When the conditional entropy is zero (e.g., H(X‖Y)), then mutual information, I(X;Y), equals the entropy H(X). Because this is true for neocortical axons (Mackenzie and Murphy, 1998; Cox et al., 2000; Goldfinger, 2000), we were able to use entropy rather than mutual information when studying axons.

Previously (Levy and Baxter, 1996) we noted that, solely in the context of signaling information capacity, or equivalently representational capacity, information alone is not optimized by neocortical neurons. In the neocortex, where the maximum spike frequency of a pyramidal neuron is ∼400 Hz, the average rate of axonal spiking is 10–20 Hz, not the 200 Hz optimal for information transmission alone. At the other extreme, there would be no energetic cost if a neuron did not exist, so energy alone is not optimally conserved. However, forming the ratio of information transmitted by an axon to the energy it consumes (a measure whose ultimate dimension is bits per joule) leads to an optimal spike rate value that fits with observed values of spike rates and energy consumption (Levy and Baxter, 1996). This particular optimization is critical to what follows.

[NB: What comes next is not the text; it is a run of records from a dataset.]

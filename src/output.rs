use tracing::{error, info, warn};

use crate::dispatcher::Outcome;

/// Log one line for a dispatch outcome.
///
/// - successes and expected-absence cases go to `info`
/// - unrecognized command text goes to `warn`
/// - I/O failures go to `error` with the path and cause
///
/// A skipped duplicate append is intentionally silent.
pub fn report(outcome: &Outcome) {
    match outcome {
        Outcome::Created(path) => info!("✔ file created: {}", path.display()),
        Outcome::AlreadyExists(path) => info!("ℹ file already exists: {}", path.display()),
        Outcome::Deleted(path) => info!("✔ file deleted: {}", path.display()),
        Outcome::NothingToDelete(path) => info!("ℹ no file to delete at: {}", path.display()),
        Outcome::Renamed { from, to } => {
            info!("✔ file renamed: {} → {}", from.display(), to.display())
        }
        Outcome::RenameSourceMissing(path) => {
            info!("ℹ cannot rename, path not found: {}", path.display())
        }
        Outcome::Appended(path) => info!("✔ appended to file: {}", path.display()),
        Outcome::AppendSkipped => {}
        Outcome::Failed { op, path, source } => {
            error!("✖ error {op} \"{}\": {source}", path.display())
        }
        Outcome::RenameFailed { from, to, source } => error!(
            "✖ error renaming \"{}\" → \"{}\": {source}",
            from.display(),
            to.display()
        ),
        Outcome::Unrecognized(text) => warn!("⚠ unrecognized command: \"{text}\""),
    }
}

The information flow for a single neuron is depicted in Figure1*A.* The notation and its biological correspondence are as follows. The random multivariate binary input to a neuron is X, and the output of this neuron is *Z*, a univariate random binary variable, {no spike, spike} ≡ {0, 1}. The spike generator, which in our model absorbs many dendritic nonlinearities, determines when dendrosomatic excitation exceeds threshold. Then *Z* = 1, and the spike is conducted by the axon away from the neuron, eventually arriving presynaptically as Z′ where the cycle begins again. Our specific interest here is the computational transformation that includes the quantal release process. As depicted in Figure1*A*, input signals to a neuron undergo three information-losing transformations before the transformation by the spike generator: (1) quantal release–failure, (2) quantal amplitude variation, and (3) dendrosomatic summation. The release–failure process (Fig. 1*B*) produces a new binary random variate φ(X_{i}). The probability of a quantal failure is denoted by f, whereas the probability of a successful quantal release is denoted by s, and f = 1 − s. The random variate Q_{i} denotes the amplitude of the i^{th} input when release occurs. Using this notation, the information passing through the computation is explicitly expressed as the mutual information I^{C}
I(X; ∑ φ (X_{i})Q_{i}) = H(X) − H(X‖∑_{i}φ(X_{i})Q_{i}). Also, the lack of spontaneous spikes and the faithful conduction of neocortical axons implies Z = Z′ so that I(Z;Z′) = H(P(Z)), as mentioned earlier.

It is also useful to introduce the notation for the energy-optimal capacity of the axon, C^{E}, which occurs at max_{P(Z=1)}[H(P(Z))/*axonal energy use*], and as well p* the value of P(Z = 1) that produces C^{E}. From our earlier calculations (Levy and Baxter, 1996) and from neurophysiological observations of sensory and association cortex, p* ranges from .025 to 0.05 per minimum interspike interval (approximated as 2.5 msec for a synaptically driven pyramidal neuron (Levy and Baxter, 1996)). This produces C^{E} values ranging from 0.169 to 0.286 bits per 2.5 msec. Importantly, we will suppose that both input and output neurons adhere to the same optimum.

We explicitly assume that there is an inconsequential information loss by the spike generator and that the cost of generating extra spikes is negligible. This later assumption is justified by the energy audit ofAttwell and Laughlin (2001). Attwell and Laughlin (2001) showed that the energetic costs associated with action potential production in a functioning brain are highest in axons, with ∼47% of the total energy consumed (which is in agreement withLevy and Baxter, 1996) The next highest cost is associated with dendritic excitation, which is ∼34% of the total energy consumed. A relatively small amount goes to the presynaptic aspects of synaptic transmission. Perhaps the lowest cost (which is negligible) is associated with the cell body because cell bodies have such small surface areas relative to axons and dendrites. In our model, we assume that the spike generator is part of the cell body. Therefore, the cost of generating extra spikes is negligible, whereas the cost of conducting the spike down the axon is quite high. Regardless of that cost, information must still be transmitted. That is, even if one were compelled to postulate failure at the spike generator, one is still left with an average axonal usage (firing) rate of p*. Thus, it is our explicit hypothesis that information is transmitted at the optimal rate, H(p*), and we are now in a position to be much more explicit about energetically efficient computation.

*Conjecture.* Maximize the computational information developed by a neuron and its inputs to no more than the limit imposed by the information capacity of the axon whose capacity is set by optimizing the energy efficiency of its signaling.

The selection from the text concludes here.